Tutti voi, almeno una volta, avete sentito parlare di Watchmen. Anche se non lo avete mai letto, vi basterà posare lo sguardo sulle didascalie scritte da Alan Moore e sulle inquadrature iniziali illustrate da Dave Gibbons per riconoscere in quelle pagine un pezzo del vostro bagaglio culturale.
È quello che è successo a me: dopo averlo letto, impattò sul mio cervello con la stessa potenza di una Bomba Atomica. O Bomba H, visto che siamo in tema. Ancora oggi lo risfoglio periodicamente, come in una sorta di ritiro spirituale. E quando mi sembra di aver capito, di essere arrivato in fondo e di aver percepito le varie stratificazioni, gli infiniti rimandi e significati, ecco che un particolare prima ignorato spalanca le porte verso nuovi orizzonti narrativi. Un po’ come la realtà che, anche quando sembra prevedibile e scontata, apre scenari illimitati e impensabili. E Watchmen somiglia terribilmente alla realtà. Anzi, Watchmen è reale.

Un mondo messo a nudo

In fondo, basta riflettere sul forte realismo dell’ambientazione per rendersene conto. La Terra di Watchmen (non Terra-002, Terra-616 o 1610) ideata da Alan Moore si trova in un anno 1985 molto simile al nostro, solo che tanti avvenimenti sono accaduti in modo diverso. La politica internazionale è ancora preda delle tensioni tra USA e URSS, e il livello di guardia simboleggiato dal Doomsday Clock (l’Orologio dell’Apocalisse) è sempre alto. Ed ecco che da questa situazione familiare e consueta, scritta e immaginata da Alan Moore quasi in contemporanea (le prime bozze del progetto Watchmen sono del 1984), cominciano a fare capolino gli eventi che la diversificano.

In primo luogo, i Supereroi sono reali e negli anni ’40 hanno avuto un’autentica Golden Age che li ha lanciati alla ribalta mediatica.
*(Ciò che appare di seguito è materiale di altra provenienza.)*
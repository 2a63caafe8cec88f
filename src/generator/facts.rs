//! Fact table synthesis: sales, activity and daily social metrics

use super::partners::round2;
use crate::model::{
    ActivityRecord, ActivityType, Partner, SalesRecord, SocialRecord, ADVOCACY_MAX, ADVOCACY_MIN,
    SENTIMENT_MAX, SENTIMENT_MIN,
};
use chrono::{Duration, NaiveDate};
use rand::Rng;
use rand_distr::{Distribution, Poisson};

/// Probability that a partner receives a review on a given day
pub const REVIEW_PROBABILITY: f64 = 0.1;

/// Between 10 and 60 transactions per partner, dated within `days` of the anchor
pub fn generate_sales<R: Rng + ?Sized>(
    rng: &mut R,
    partners: &[Partner],
    days: u32,
    anchor: NaiveDate,
) -> Vec<SalesRecord> {
    let mut sales = Vec::new();
    for p in partners {
        let transactions = rng.gen_range(10..=60);
        for _ in 0..transactions {
            sales.push(SalesRecord {
                partner_id: p.partner_id,
                date: anchor - Duration::days(rng.gen_range(0..=days as i64)),
                revenue: round2(rng.gen_range(100.0..=2000.0)),
                transaction_id: format!("TX-{}", rng.gen_range(10_000..=99_999)),
                product: format!("Product-{}", rng.gen_range(1..=10)),
            });
        }
    }
    sales
}

/// Between 20 and 100 activity events per partner. Only calls, meetings and
/// trainings get a duration.
pub fn generate_activity<R: Rng + ?Sized>(
    rng: &mut R,
    partners: &[Partner],
    days: u32,
    anchor: NaiveDate,
) -> Vec<ActivityRecord> {
    let mut activity = Vec::new();
    for p in partners {
        let events = rng.gen_range(20..=100);
        for _ in 0..events {
            let date = anchor - Duration::days(rng.gen_range(0..=days as i64));
            let activity_type = ActivityType::ALL[rng.gen_range(0..ActivityType::ALL.len())];
            let duration_minutes = activity_type
                .has_duration()
                .then(|| rng.gen_range(5..=120));
            activity.push(ActivityRecord {
                partner_id: p.partner_id,
                date,
                activity_type,
                duration_minutes,
            });
        }
    }
    activity
}

/// One record per partner per day for the `days` days before the anchor.
///
/// Each partner gets a base posting/sharing rate, a slow sentiment trend and a
/// base advocacy score. Daily posts and shares are Poisson around the base,
/// sentiment drifts from the partner's snapshot value and advocacy jitters by
/// at most two points.
pub fn generate_social<R: Rng + ?Sized>(
    rng: &mut R,
    partners: &[Partner],
    days: u32,
    anchor: NaiveDate,
) -> Vec<SocialRecord> {
    let mut social = Vec::with_capacity(partners.len() * days as usize);
    for p in partners {
        let base_posts = rng.gen_range(0..=3u32) as f64;
        let base_shares = rng.gen_range(0..=5u32) as f64;
        let sentiment_trend = rng.gen_range(-0.01..=0.01);
        let base_advocacy: i64 = rng.gen_range(30..=80);

        for day in 0..days {
            let date = anchor - Duration::days((days - day) as i64);
            let posts = poisson(rng, base_posts);
            let shares = poisson(rng, base_shares);

            let drift = sentiment_trend * day as f64 / 10.0 + rng.gen_range(-0.1..=0.1);
            let sentiment = round2((p.sentiment + drift).clamp(SENTIMENT_MIN, SENTIMENT_MAX));

            let advocacy_score = (base_advocacy + rng.gen_range(-2..=2))
                .clamp(ADVOCACY_MIN as i64, ADVOCACY_MAX as i64) as u32;

            let reviews = u32::from(rng.gen_bool(REVIEW_PROBABILITY));

            social.push(SocialRecord {
                partner_id: p.partner_id,
                date,
                posts,
                shares,
                sentiment,
                advocacy_score,
                reviews,
            });
        }
    }
    social
}

/// Poisson draw; a zero rate always yields zero
fn poisson<R: Rng + ?Sized>(rng: &mut R, lambda: f64) -> u32 {
    match Poisson::new(lambda) {
        Ok(dist) => {
            let draw: f64 = dist.sample(rng);
            draw as u32
        }
        Err(_) => 0,
    }
}
//! Error types for the partner network dashboard

use crate::hierarchy::HierarchyError;
use crate::model::PartnerId;
use thiserror::Error;

/// Errors that can occur while loading, aggregating or rendering a dataset
///
/// Empty filter results are not errors: every aggregate returns an empty
/// table instead.
#[derive(Error, Debug)]
pub enum DashboardError {
    /// I/O error
    #[error("I/O error: {0}")]
    Io(#[from] std::io::Error),

    /// CSV read or write error
    #[error("CSV error: {0}")]
    Csv(#[from] csv::Error),

    /// Configuration file could not be parsed
    #[error("Configuration error: {0}")]
    Config(#[from] serde_yaml::Error),

    /// Configuration parsed but holds an unusable value
    #[error("Invalid configuration: {0}")]
    InvalidConfig(String),

    /// JSON serialization error
    #[error("Serialization error: {0}")]
    Serialization(#[from] serde_json::Error),

    /// Uploaded partner file rejected; `row` is the 1-based data row
    #[error("Upload rejected at row {row}: {message}")]
    Upload { row: usize, message: String },

    /// Partner table is not a single-rooted tree
    #[error("Invalid hierarchy: {0}")]
    Hierarchy(#[from] HierarchyError),

    #[error("Partner {0} not found")]
    UnknownPartner(PartnerId),

    #[error("At most {max} partners can be compared, got {got}")]
    TooManySelections { max: usize, got: usize },

    #[error("Unknown KPI metric '{0}'")]
    UnknownMetric(String),

    /// HTML template failed to compile or render
    #[error("Template error: {0}")]
    Template(#[from] tera::Error),

    #[error("Render error: {0}")]
    Render(String),
}

pub type DashboardResult<T> = Result<T, DashboardError>;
Questo ha causato tutta una serie di conseguenze più o meno tangibili. Per prima cosa, l’arrivo di un crimine molto più pittoresco, feroce e organizzato. Ma questi sono anche tempi di mitomani e pazzi di ogni tipo che cercano di godere della luce riflessa della loro fama, di campagne promozionali, merchandasing, interviste, talk show... Cosa che, naturalmente, porta alla formazione di un team chiamato i Minutemen e composto da alcuni dei paladini più famosi del periodo: Capitan Metropolis, Spettro di Seta, Gufo Notturno, Fratello Notte, Dollar Bill, il Comico, Falena e Silhouette.
Tutte queste svolte sono evidenti, conseguenziali e non vengono mai messe in discussione in un mondo che brilla per il suo realismo.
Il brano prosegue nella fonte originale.